Problem requirements -> Restate verbatim the span of lines below between the line with "recorded so far." and the line with "pub fn new(profile: &DeviceProfile)", including those two lines, and only that span.

*** Opening Available records ***

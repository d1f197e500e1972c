//! # Calibration Module
//!
//! Confirmation-driven calibration of a device's logical axes.
//!
//! The profile's calibration plan is an ordered list of physical positions.
//! Each call to [`CalibrationStateMachine::commit_step`] is one operator
//! confirmation: the current raw value of the step's axis is read and stored
//! as that axis' `min` or `max` extreme, the step's prompt is returned and
//! the machine advances. Nothing ever happens on a timer.
//!
//! ```text
//! Pending(0) -> Pending(1) -> ... -> Pending(N-1) -> Calibrated
//! ```
//!
//! `Calibrated` is terminal: further commits do nothing at all (no read, no
//! prompt, no mutation) until [`CalibrationStateMachine::reset`] is called.
//!
//! ## Usage
//!
//! ```
//! use std::path::Path;
//! use wheel_input::controller::backend::RawAxisReader;
//! use wheel_input::controller::calibration::{CalibrationStateMachine, Step};
//! use wheel_input::controller::profile::DeviceProfile;
//!
//! struct Fixed(f64);
//! impl RawAxisReader for Fixed {
//!     fn read_axis(&mut self, _index: usize) -> wheel_input::error::Result<f64> {
//!         Ok(self.0)
//!     }
//! }
//!
//! let profile = DeviceProfile::from_json(r#"{
//!     "type": "pedal",
//!     "controls": {"axis": ["brake"]},
//!     "functions": {"brake": "brake"},
//!     "calibration": [
//!         {"axis": 0, "limit": "min", "msg": "Release brake fully"},
//!         {"axis": 0, "limit": "max", "msg": "Press brake fully"}
//!     ]
//! }"#, Path::new("pedal.json"))?;
//!
//! let mut machine = CalibrationStateMachine::new(&profile);
//! machine.commit_step(&mut Fixed(1.0))?;
//! machine.commit_step(&mut Fixed(-1.0))?;
//!
//! assert_eq!(machine.step(), Step::Calibrated);
//! assert!(machine.commit_step(&mut Fixed(0.0))?.is_none());
//! # Ok::<(), Box<dyn std::error::Error>>(())
//! ```

use std::collections::BTreeMap;
use tracing::{debug, info, trace};

use super::backend::RawAxisReader;
use super::modifier::{AxisCalibration, AxisKind};
use super::profile::{DeviceProfile, ExtremeKind};
use crate::error::Result;

/// Position of the machine in the plan.
#[derive(Debug, Clone, Copy, PartialEq, Eq)]
pub enum Step {
    /// Waiting for the confirmation of plan step `n`.
    Pending(usize),
    /// Every step has been committed.
    Calibrated,
}

/// Extremes recorded for one logical axis.
#[derive(Debug, Clone, Copy, Default, PartialEq)]
pub struct AxisExtremes {
    pub min: Option<f64>,
    pub max: Option<f64>,
}

impl AxisExtremes {
    fn record(&mut self, kind: ExtremeKind, value: f64) {
        match kind {
            ExtremeKind::Min => self.min = Some(value),
            ExtremeKind::Max => self.max = Some(value),
        }
    }

    /// Both extremes, once recorded.
    #[must_use]
    pub fn both(&self) -> Option<(f64, f64)> {
        self.min.zip(self.max)
    }
}

/// Everything calibration has recorded so far.
#[derive(Debug, Clone, Default, PartialEq)]
pub struct CalibrationState {
    extremes: BTreeMap<String, AxisExtremes>,
    step: usize,
    calibrated: bool,
}

impl CalibrationState {
    /// Extremes recorded for `axis`.
    #[must_use]
    pub fn extremes(&self, axis: &str) -> Option<&AxisExtremes> {
        self.extremes.get(axis)
    }

    /// Index of the next step to commit.
    #[must_use]
    pub fn step_index(&self) -> usize {
        self.step
    }

    #[must_use]
    pub fn is_calibrated(&self) -> bool {
        self.calibrated
    }
}

/// A value stored by a committed step.
#[derive(Debug, Clone, PartialEq)]
pub struct RecordedExtreme {
    pub axis: String,
    pub kind: ExtremeKind,
    pub value: f64,
}

/// Outcome of one effective [`CalibrationStateMachine::commit_step`].
#[derive(Debug, Clone, PartialEq)]
pub struct CommittedStep {
    /// Plan index of the committed step.
    pub index: usize,
    /// The step's prompt message.
    pub prompt: String,
    /// `None` for message-only steps.
    pub recorded: Option<RecordedExtreme>,
    /// `true` when this commit completed the plan.
    pub completed: bool,
}

#[derive(Debug, Clone)]
struct StepTarget {
    axis_index: usize,
    axis_name: String,
    kind: ExtremeKind,
}

#[derive(Debug, Clone)]
struct PlannedStep {
    target: Option<StepTarget>,
    prompt: String,
}

/// Drives a profile's calibration plan.
#[derive(Debug, Clone)]
pub struct CalibrationStateMachine {
    plan: Vec<PlannedStep>,
    state: CalibrationState,
}

impl CalibrationStateMachine {
    /// Creates an uncalibrated machine for `profile`'s plan.
    #[must_use]
    pub fn new(profile: &DeviceProfile) -> Self {
        let plan = profile
            .calibration_plan
            .iter()
            .map(|step| {
                let target = match (step.axis, step.limit) {
                    (Some(axis_index), Some(kind)) => profile.axis_name(axis_index).map(|name| StepTarget {
                        axis_index,
                        axis_name: name.to_string(),
                        kind,
                    }),
                    _ => None,
                };
                PlannedStep {
                    target,
                    prompt: step.prompt.clone(),
                }
            })
            .collect::<Vec<_>>();

        let state = CalibrationState {
            calibrated: plan.is_empty(),
            ..CalibrationState::default()
        };

        Self { plan, state }
    }

    /// Number of steps in the plan.
    #[must_use]
    pub fn plan_len(&self) -> usize {
        self.plan.len()
    }

    #[must_use]
    pub fn step(&self) -> Step {
        if self.state.calibrated {
            Step::Calibrated
        } else {
            Step::Pending(self.state.step)
        }
    }

    #[must_use]
    pub fn state(&self) -> &CalibrationState {
        &self.state
    }

    #[must_use]
    pub fn is_calibrated(&self) -> bool {
        self.state.calibrated
    }

    /// Prompt of the step awaiting confirmation.
    #[must_use]
    pub fn current_prompt(&self) -> Option<&str> {
        match self.step() {
            Step::Pending(index) => self.plan.get(index).map(|s| s.prompt.as_str()),
            Step::Calibrated => None,
        }
    }

    /// Commit the current step.
    ///
    /// Returns `Ok(None)` without touching `reader` once calibrated.
    ///
    /// # Errors
    ///
    /// Propagates the reader's error; the state is left unchanged.
    pub fn commit_step<R: RawAxisReader + ?Sized>(&mut self, reader: &mut R) -> Result<Option<CommittedStep>> {
        if self.state.calibrated {
            trace!("Calibration already complete, ignoring commit");
            return Ok(None);
        }

        let index = self.state.step;
        let Some(planned) = self.plan.get(index) else {
            return Ok(None);
        };

        let recorded = match &planned.target {
            Some(target) => {
                let value = reader.read_axis(target.axis_index)?;
                debug!(
                    "Saving axis {} ({}) {:?} as {}",
                    target.axis_index, target.axis_name, target.kind, value
                );
                self.state
                    .extremes
                    .entry(target.axis_name.clone())
                    .or_default()
                    .record(target.kind, value);
                Some(RecordedExtreme {
                    axis: target.axis_name.clone(),
                    kind: target.kind,
                    value,
                })
            }
            None => None,
        };

        info!("Calibration step {}/{}: {}", index + 1, self.plan.len(), planned.prompt);
        let prompt = planned.prompt.clone();

        self.state.step += 1;
        let completed = self.state.step == self.plan.len();
        if completed {
            self.state.calibrated = true;
            info!("Calibration complete");
        }

        Ok(Some(CommittedStep {
            index,
            prompt,
            recorded,
            completed,
        }))
    }

    /// Discard everything recorded and restart at step 0.
    pub fn reset(&mut self) {
        info!("Resetting calibration");
        self.state = CalibrationState {
            calibrated: self.plan.is_empty(),
            ..CalibrationState::default()
        };
    }

    /// Calibration of `axis` as `kind`, available only once the whole plan
    /// is complete and both extremes of the axis were recorded.
    #[must_use]
    pub fn calibration_for(&self, axis: &str, kind: AxisKind) -> Option<AxisCalibration> {
        if !self.state.calibrated {
            return None;
        }
        let (min, max) = self.state.extremes(axis)?.both()?;
        Some(AxisCalibration::from_extremes(kind, min, max))
    }
}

*** Closing Available records ***

Answer section ->
/// Everything calibration has recorded so far.
#[derive(Debug, Clone, Default, PartialEq)]
pub struct CalibrationState {
    extremes: BTreeMap<String, AxisExtremes>,
    step: usize,
    calibrated: bool,
}

impl CalibrationState {
    /// Extremes recorded for `axis`.
    #[must_use]
    pub fn extremes(&self, axis: &str) -> Option<&AxisExtremes> {
        self.extremes.get(axis)
    }

    /// Index of the next step to commit.
    #[must_use]
    pub fn step_index(&self) -> usize {
        self.step
    }

    #[must_use]
    pub fn is_calibrated(&self) -> bool {
        self.calibrated
    }
}

/// A value stored by a committed step.
#[derive(Debug, Clone, PartialEq)]
pub struct RecordedExtreme {
    pub axis: String,
    pub kind: ExtremeKind,
    pub value: f64,
}

/// Outcome of one effective [`CalibrationStateMachine::commit_step`].
#[derive(Debug, Clone, PartialEq)]
pub struct CommittedStep {
    /// Plan index of the committed step.
    pub index: usize,
    /// The step's prompt message.
    pub prompt: String,
    /// `None` for message-only steps.
    pub recorded: Option<RecordedExtreme>,
    /// `true` when this commit completed the plan.
    pub completed: bool,
}

#[derive(Debug, Clone)]
struct StepTarget {
    axis_index: usize,
    axis_name: String,
    kind: ExtremeKind,
}

#[derive(Debug, Clone)]
struct PlannedStep {
    target: Option<StepTarget>,
    prompt: String,
}

/// Drives a profile's calibration plan.
#[derive(Debug, Clone)]
pub struct CalibrationStateMachine {
    plan: Vec<PlannedStep>,
    state: CalibrationState,
}

impl CalibrationStateMachine {
    /// Creates an uncalibrated machine for `profile`'s plan.
    #[must_use]
    pub fn new(profile: &DeviceProfile) -> Self {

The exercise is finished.